Although the researchers first relied on off-the-shelf Wii games, they will soon release a complete surgical training system they designed for the Wii, where trainees can practice suturing and other procedures.
"There's really no accurate way to train surgeons in the operating room, so it's virtually all the on-the-job training, which is very time-inefficient," explained researcher Mark Smith, an endoscopic surgeon at Banner Good Samaritan Medical Center in Arizona. "There are surgery simulators out there, but these are still very expensive. With the Wii, we have a very easy and inexpensive platform where surgery residents can learn and develop their skills."
"You can even have the surgeons train at home," added researcher Kanav Kahol, a biomedical informatician at Arizona State University. Although the Wii could help surgeons train in virtually any surgical specialty, the researchers are especially interested in using the console to teach robotic surgery, where surgeons can use robots for precise, minimally invasive procedures or to help patients at remote locations.
The Wii is also helping patients with Parkinson's disease gain or maintain their independence with physical activities. Occupational therapists at Medical College of Georgia are using the console with patients to help them exercise.
"One of the therapists uses the Wii for timing and loosening up, and the other uses it for coordination and balance issues," said researcher Ben Herz. "These therapists are thinking way out of the box.

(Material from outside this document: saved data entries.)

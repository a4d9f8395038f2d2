//! Defines a `ConditionalInferenceEngine` that answers conditional queries exactly, by summing the
//! joint distribution over every assignment to the hidden variables.
//!
//! Implementation of Enumeration-Ask, Russell & Norvig Figure 14.9

use crate::distribution::Distribution;
use crate::model::{Instantiation, Network};
use crate::util::{normalize, Result};
use crate::variable::Assignment;
use super::ConditionalInferenceEngine;

use log::{debug, info};


/// An exact `ConditionalInferenceEngine` for a `Network`.
///
/// The cost of a query is exponential in the number of hidden (non-query, non-evidence)
/// variables. Repeated queries against the same engine give bit-identical answers.
pub struct EnumerationEngine<'a> {

    /// The `Network` over which to perform inference
    model: &'a Network

}


impl<'a> EnumerationEngine<'a> {

    pub fn new(model: &'a Network) -> Self {
        EnumerationEngine { model }
    }


    /// Sum the product of conditionals over all extensions of `a` to the variables in `vars`.
    ///
    /// `vars` must be a suffix of an ancestrally closed set of variables listed in topological
    /// order, and `a` must assign every variable of that set that precedes it. Under that invariant
    /// the parents of the head of `vars` are always assigned when its CPT row is looked up.
    ///
    /// `a` is extended in place while a hidden variable is being summed out, and restored before
    /// returning, so each branch sees the same base assignment.
    fn enumerate_all(&self, vars: &[usize], a: &mut Instantiation) -> Result<f64> {
        let (y, rest) = match vars.split_first() {
            Some((&y, rest)) => (y, rest),
            None => return Ok(1.0)
        };

        let row = self.model.row(y, a)?;
        let cpt = self.model.node(y).cpt();

        if let Some(v) = a.get(y) {
            let p = cpt.value(row, v)?;
            // zero-probability branches contribute nothing
            if p == 0.0 {
                return Ok(0.0);
            }
            return Ok(p * self.enumerate_all(rest, a)?);
        }

        let mut sum = 0.0;
        for v in 0..cpt.cardinality() {
            let p = cpt.value(row, v)?;
            if p == 0.0 {
                continue;
            }

            a.set(y, v);
            let tail = self.enumerate_all(rest, a);
            a.unset(y);

            sum += p * tail?;
        }

        Ok(sum)
    }
}


impl<'a> ConditionalInferenceEngine for EnumerationEngine<'a> {

    fn infer(&mut self, query: &str, evidence: &Assignment) -> Result<Distribution> {
        let q = self.model.index_of(query)?;
        let mut working = self.model.resolve(evidence)?;

        info!("enumeration query P({} | {}) over {} variables", query, evidence, self.model.len());

        let node = self.model.node(q);
        let var = node.variable();
        let observed = working.get(q);

        // only the ancestral closure of the query and the evidence affects the answer
        let mut seeds = vec![q];
        seeds.extend(working.iter().map(|(i, _)| i));
        let keep = self.model.ancestral_closure(&seeds);
        let vars: Vec<usize> = self.model.order().iter().cloned().filter(|&i| keep[i]).collect();

        debug!("enumerating {} of {} variables", vars.len(), self.model.len());

        // a root with no relevant evidence: the posterior is its prior
        if vars.len() == 1 && observed.is_none() {
            return Ok(Distribution::new(var, node.cpt().row(0).to_vec()));
        }

        // P(Q = q, e) for each outcome q
        let mut joint = vec![0.0; var.cardinality()];
        for (v, slot) in joint.iter_mut().enumerate() {
            // if the query itself is observed, every other outcome is inconsistent with the evidence
            if observed.map_or(false, |o| o != v) {
                continue;
            }

            working.set(q, v);
            *slot = self.enumerate_all(&vars, &mut working)?;
        }

        debug!("unnormalized joint for {}: {:?}", query, joint);

        Ok(Distribution::new(var, normalize(&joint)?))
    }

}


#[cfg(test)]
mod tests {
    use super::*;
    use crate::init::Initialization;
    use crate::model::NetworkBuilder;
    use crate::util::InferenceError;

    #[test]
    /// The query's outcome being observed gives a point mass
    fn observed_query() {
        let model = NetworkBuilder::new()
            .with_variable("A", &["t", "f"], &[], Initialization::Binomial(0.3))
            .build()
            .unwrap();

        let evidence = Assignment::parse(&["A=f"]).unwrap();
        let d = EnumerationEngine::new(&model).infer("A", &evidence).unwrap();
        assert_eq!(Some(0.0), d.get("t"));
        assert_eq!(Some(1.0), d.get("f"));
    }

    #[test]
    /// Summing out a hidden child leaves the prior of its parent
    fn hidden_child() {
        let model = NetworkBuilder::new()
            .with_variable("A", &["x", "y", "z"], &[], Initialization::Multinomial(&[0.2, 0.5, 0.3]))
            .with_variable("B", &["t", "f"], &["A"], Initialization::Random(99))
            .build()
            .unwrap();

        let d = EnumerationEngine::new(&model).infer("A", &Assignment::new()).unwrap();
        assert_eq!(vec![0.2, 0.5, 0.3], d.values());
    }

    #[test]
    /// Descendants that are neither queried nor observed do not perturb the answer, even when
    /// their rows only sum to one within tolerance
    fn barren_descendants() {
        let model = NetworkBuilder::new()
            .with_variable("A", &["t", "f"], &[], Initialization::Binomial(0.3))
            .with_variable("B", &["t", "f"], &["A"], Initialization::Table(vec![0.5, 0.5000005, 0.5, 0.5]))
            .with_variable("C", &["t", "f"], &["A"], Initialization::Table(vec![0.9, 0.1, 0.2, 0.8]))
            .build()
            .unwrap();
        let mut engine = EnumerationEngine::new(&model);

        let d = engine.infer("A", &Assignment::new()).unwrap();
        assert_eq!(Some(0.3), d.get("t"));
        assert_eq!(Some(0.7), d.get("f"));

        // B stays barren when C is observed
        let d = engine.infer("A", &Assignment::parse(&["C=t"]).unwrap()).unwrap();
        assert!((d.get("t").unwrap() - 0.27 / 0.41).abs() < 1e-12);
    }

    #[test]
    fn unknown_names() {
        let model = NetworkBuilder::new()
            .with_variable("A", &["t", "f"], &[], Initialization::Uniform)
            .build()
            .unwrap();
        let mut engine = EnumerationEngine::new(&model);

        match engine.infer("Q", &Assignment::new()) {
            Err(InferenceError::UnknownVariable(n)) => assert_eq!("Q", n),
            other => panic!("wrong result {:?}", other)
        }

        let evidence = Assignment::parse(&["B=t"]).unwrap();
        match engine.infer("A", &evidence) {
            Err(InferenceError::UnknownVariable(n)) => assert_eq!("B", n),
            other => panic!("wrong result {:?}", other)
        }

        let evidence = Assignment::parse(&["A=maybe"]).unwrap();
        match engine.infer("A", &evidence) {
            Err(InferenceError::UnknownOutcome { .. }) => (),
            other => panic!("wrong result {:?}", other)
        }
    }
}
//! Defines a `ConditionalInferenceEngine` for approximate inference by rejection sampling.
//!
//! Samples are drawn from the prior of the network with a `ForwardSampler`; samples that disagree
//! with the evidence are discarded and the query's outcomes are counted over the rest.

use crate::distribution::Distribution;
use crate::model::{Instantiation, Network};
use crate::samplers::ForwardSampler;
use crate::util::{normalize, InferenceError, Result};
use crate::variable::Assignment;
use super::ConditionalInferenceEngine;

use log::{debug, info};
use rand::Rng;
use rand_chacha::ChaCha8Rng;


/// An approximate `ConditionalInferenceEngine` for a `Network`, using rejection sampling.
///
/// The engine owns its random source. A freshly constructed engine with a given seed and sample
/// count answers a given query identically every time; successive queries on one engine continue
/// the same random stream.
pub struct RejectionSamplingEngine<'a, R: Rng = ChaCha8Rng> {

    /// The prior sampler, which also determines the model
    sampler: ForwardSampler<'a, R>,

    /// The number of samples to draw per query
    samples: usize

}


impl<'a> RejectionSamplingEngine<'a, ChaCha8Rng> {

    /// Construct an engine that draws `samples` samples per query from a `ChaCha8Rng` seeded with
    /// `seed`.
    ///
    /// # Errors
    /// * `InferenceError::InvalidArgument` if `samples` is zero
    pub fn new(model: &'a Network, samples: usize, seed: u64) -> Result<Self> {
        info!("rejection sampling with seed {}", seed);
        RejectionSamplingEngine::with_sampler(ForwardSampler::seeded(model, seed), samples)
    }

}

impl<'a, R: Rng> RejectionSamplingEngine<'a, R> {

    /// Construct an engine around an existing sampler. Queries are answered over the sampler's
    /// `Network`.
    ///
    /// # Errors
    /// * `InferenceError::InvalidArgument` if `samples` is zero
    pub fn with_sampler(sampler: ForwardSampler<'a, R>, samples: usize) -> Result<Self> {
        if samples == 0 {
            return Err(InferenceError::InvalidArgument(
                String::from("the number of samples must be positive")
            ));
        }

        Ok(RejectionSamplingEngine { sampler, samples })
    }

    /// The number of samples drawn per query
    pub fn samples(&self) -> usize {
        self.samples
    }
}


impl<'a, R: Rng> ConditionalInferenceEngine for RejectionSamplingEngine<'a, R> {

    fn infer(&mut self, query: &str, evidence: &Assignment) -> Result<Distribution> {
        let model = self.sampler.model();
        let q = model.index_of(query)?;
        let observed = model.resolve(evidence)?;
        let var = model.node(q).variable();

        info!(
            "rejection sampling query P({} | {}) with {} samples",
            query, evidence, self.samples
        );

        let mut counts = vec![0usize; var.cardinality()];
        let mut sample = Instantiation::empty(model.len());

        for _ in 0..self.samples {
            self.sampler.sample_into(&mut sample)?;

            if sample.agrees_with(&observed) {
                // the sample is complete, so the query always has a value
                if let Some(v) = sample.get(q) {
                    counts[v] += 1;
                }
            }
        }

        let accepted: usize = counts.iter().sum();
        debug!("accepted {} of {} samples: {:?}", accepted, self.samples, counts);

        if accepted == 0 {
            return Err(InferenceError::ZeroProbabilityEvidence);
        }

        let weights: Vec<f64> = counts.iter().map(|&c| c as f64).collect();
        Ok(Distribution::new(var, normalize(&weights)?))
    }

}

They're doing activities that will make a difference in these participants' lives based on what we know about Parkinson's."
Doctors at NewYork-Presbyterian Hospital/Weill Cornell Medical Center are using the Wii to help scan through an ever-increasing workload of patient X-ray and MRI images.
Instead of spending hours at a time navigating through pictures using basic keyboard and mouse clicks, which can lead to repetitive motion injuries such as carpal tunnel syndrome, one cycles through scans with the Wii by just rotating the wrist.
"The remote is very intuitive," explained George Shih, a radiologist at Weill Cornell Medical College, who with his colleagues helped develop the system that links the Wii remote to the diagnostic computer.
At Weill, "Wii-habilitation" therapists are using the console to help patients with burn injuries. For such patients, moving and stretching the skin is very painful, but crucial for a successful recovery.
"If a burn injury is near joints, the healing process makes the skin tight, so the natural tendency is not to move normally," said Roger Yurt, chief of burn surgery at NewYork-Presbyterian Hospital/Weill Cornell Medical Center. "However, if the patients don't, the joint itself starts to get stiff, so right from the beginning after a significant burn injury, patients have to start doing physical therapy."
The researchers have found that Wii games not only help the burn patients exercise as they need to, but "get their mind off their disease, accomplish the objectives of the therapy without being routine and boring and monotonous," said researcher and physical therapist Sam Yohannan at NewYork-Presbyterian Hospital/Weill Cornell Medical Center.
"If they're in for multiple surgeries, for an extended period of time, it gives them a little bit of escape, doing some sort of sport with scenery that's typically outdoors," Yohannan added. "And it also improves socialization, and that's a big part of burn rehabilitation and therapy, to get social support."
Such research, or "Wii-search" as Yohannan said he sometimes calls it, "is very cutting edge, and there will be a lot more in the future, to see why and how games can better improve the health of patients. It's a great and inexpensive technology."